AIM OF THE TASK -
Across the listing below, how many lines include the word "model"? The answer is that number, with nothing added.
--- DATA TO PROCESS ---
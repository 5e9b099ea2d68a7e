//! The design service's structured result.
//!
//! Field names mirror the JSON the model is asked to produce (camelCase).
//! Every list defaults to empty so a partial answer still deserializes;
//! `is_complete` tells the caller whether anything was left out.

use crate::project::{EffluentType, ParameterName, ProjectData};
use serde::{Deserialize, Serialize};
use std::collections::BTreeMap;

#[derive(Debug, Clone, PartialEq, Eq, Default, Serialize, Deserialize)]
pub struct DesignCalculation {
    pub parameter: String,
    pub value: String,
    pub unit: String,
    pub description: String,
}

#[derive(Debug, Clone, PartialEq, Eq, Default, Serialize, Deserialize)]
pub struct ComplianceItem {
    pub id: String,
    pub item: String,
    pub compliant: bool,
    pub details: String,
}

#[derive(Debug, Clone, PartialEq, Default, Serialize, Deserialize)]
#[serde(rename_all = "camelCase")]
pub struct BomItem {
    pub name: String,
    pub quantity: f64,
    pub unit: String,
    pub vendor_suggestion: String,
}

#[derive(Debug, Clone, PartialEq, Eq, Default, Serialize, Deserialize)]
#[serde(rename_all = "camelCase")]
pub struct ProcessFlowDiagram {
    pub svg_content: String,
}

#[derive(Debug, Clone, PartialEq, Eq, Default, Serialize, Deserialize)]
pub struct Abbreviation {
    pub term: String,
    pub definition: String,
}

#[derive(Debug, Clone, PartialEq, Default, Serialize, Deserialize)]
#[serde(rename_all = "camelCase", default)]
pub struct DesignResults {
    pub design_calculations: Vec<DesignCalculation>,
    pub process_flow_diagram: ProcessFlowDiagram,
    pub compliance_checklist: Vec<ComplianceItem>,
    pub bill_of_materials: Vec<BomItem>,
    /// Markdown.
    pub report_summary: String,
    pub abbreviations: Vec<Abbreviation>,
}

impl DesignResults {
    pub fn has_diagram(&self) -> bool {
        !self.process_flow_diagram.svg_content.trim().is_empty()
    }

    /// Names of the top-level sections that came back empty.
    pub fn missing_sections(&self) -> Vec<&'static str> {
        let mut missing = Vec::new();
        if self.design_calculations.is_empty() {
            missing.push("designCalculations");
        }
        if !self.has_diagram() {
            missing.push("processFlowDiagram");
        }
        if self.compliance_checklist.is_empty() {
            missing.push("complianceChecklist");
        }
        if self.bill_of_materials.is_empty() {
            missing.push("billOfMaterials");
        }
        if self.report_summary.trim().is_empty() {
            missing.push("reportSummary");
        }
        if self.abbreviations.is_empty() {
            missing.push("abbreviations");
        }
        missing
    }

    pub fn is_complete(&self) -> bool {
        self.missing_sections().is_empty()
    }

    /// Replace the diagram after a regeneration.
    pub fn set_diagram(&mut self, svg: impl Into<String>) {
        self.process_flow_diagram.svg_content = svg.into();
    }
}

// ─── Instruction analysis ────────────────────────────────────────────────

/// Values the model found in the user's free-form instructions.
///
/// Only parameters actually mentioned are present.
#[derive(Debug, Clone, PartialEq, Default, Serialize, Deserialize)]
#[serde(rename_all = "camelCase", default)]
pub struct ExtractedParameters {
    /// Keyed by `ProjectData` field name (`flowRate`, `inputBOD`, ...).
    #[serde(flatten)]
    pub values: BTreeMap<String, serde_json::Value>,
    #[serde(skip_serializing_if = "Option::is_none")]
    pub technology: Option<String>,
    #[serde(skip_serializing_if = "Vec::is_empty")]
    pub effluent_types: Vec<EffluentType>,
}

#[derive(Debug, Clone, PartialEq, Default, Serialize, Deserialize)]
#[serde(default)]
pub struct ParameterAnalysis {
    pub parameters: ExtractedParameters,
    pub summary: String,
}

impl ParameterAnalysis {
    /// Merge the extracted values into `project`. Unknown keys and
    /// non-numeric values are ignored. Returns the keys that were applied.
    pub fn apply_to(&self, project: &mut ProjectData) -> Vec<ParameterName> {
        let mut applied = Vec::new();
        for (key, value) in &self.parameters.values {
            let Some(name) = ParameterName::from_key(key) else {
                log::debug!("ignoring extracted parameter `{key}`");
                continue;
            };
            let Some(value) = value.as_f64().filter(|v| v.is_finite()) else {
                continue;
            };
            project.set_value(name, value);
            applied.push(name);
        }
        if let Some(tech) = self.parameters.technology.as_deref().map(str::trim)
            && !tech.is_empty()
        {
            project.technology = Some(tech.to_string());
        }
        if !self.parameters.effluent_types.is_empty() {
            project.effluent_types = self.parameters.effluent_types.clone();
        }
        if !self.summary.trim().is_empty() {
            project.special_instructions_text = Some(self.summary.trim().to_string());
        }
        applied
    }
}

// ─── Client scope ────────────────────────────────────────────────────────

/// Items excluded from the supplier's scope, listed in every report.
pub const CLIENT_SCOPE: &[&str] = &[
    "All civil works",
    "Incoming pipeline up to battery limit",
    "Treated water outlet pipeline from battery limit",
    "Three-phase incoming power supply up to control panel",
    "Treated water storage and associated pumping systems",
    "Material lifting and unloading above 50 kg (using forklifts, cranes, etc.) to be arranged by the client, including site unloading",
    "Provision of network connectivity (Internet / Wi-Fi) for the control panel, if required",
];

#[cfg(test)]
mod tests {
    use super::*;
    use crate::project::ProjectType;
    use pretty_assertions::assert_eq;

    #[test]
    fn partial_results_deserialize() {
        let json = r##"{"reportSummary": "# Hi", "processFlowDiagram": {"svgContent": "<svg/>"}}"##;
        let results: DesignResults = serde_json::from_str(json).unwrap();
        assert!(results.has_diagram());
        assert_eq!(
            results.missing_sections(),
            vec![
                "designCalculations",
                "complianceChecklist",
                "billOfMaterials",
                "abbreviations"
            ]
        );
    }

    #[test]
    fn bom_uses_camel_case() {
        let json = r#"{"name":"Blower","quantity":2,"unit":"Nos","vendorSuggestion":"Kay"}"#;
        let item: BomItem = serde_json::from_str(json).unwrap();
        assert_eq!(item.vendor_suggestion, "Kay");
        assert_eq!(item.quantity, 2.0);
    }

    #[test]
    fn analysis_applies_known_keys() {
        let json = r#"{
            "parameters": {"flowRate": 250, "inputBOD": 300, "bogus": 1, "technology": "SBR",
                           "effluentTypes": ["Oils and Greases"]},
            "summary": "  250 KLD STP using SBR.  "
        }"#;
        let analysis: ParameterAnalysis = serde_json::from_str(json).unwrap();
        let mut project = ProjectData::new(ProjectType::Stp, "Kerala");
        let applied = analysis.apply_to(&mut project);
        assert_eq!(applied, vec![ParameterName::FlowRate, ParameterName::InputBod]);
        assert_eq!(project.flow_rate, 250.0);
        assert_eq!(project.technology.as_deref(), Some("SBR"));
        assert_eq!(project.effluent_types, vec![EffluentType::OilsAndGrease]);
        assert_eq!(
            project.special_instructions_text.as_deref(),
            Some("250 KLD STP using SBR.")
        );
    }

    #[test]
    fn client_scope_is_fixed() {
        assert_eq!(CLIENT_SCOPE.len(), 7);
    }
}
---
ANSWER SECTION -
2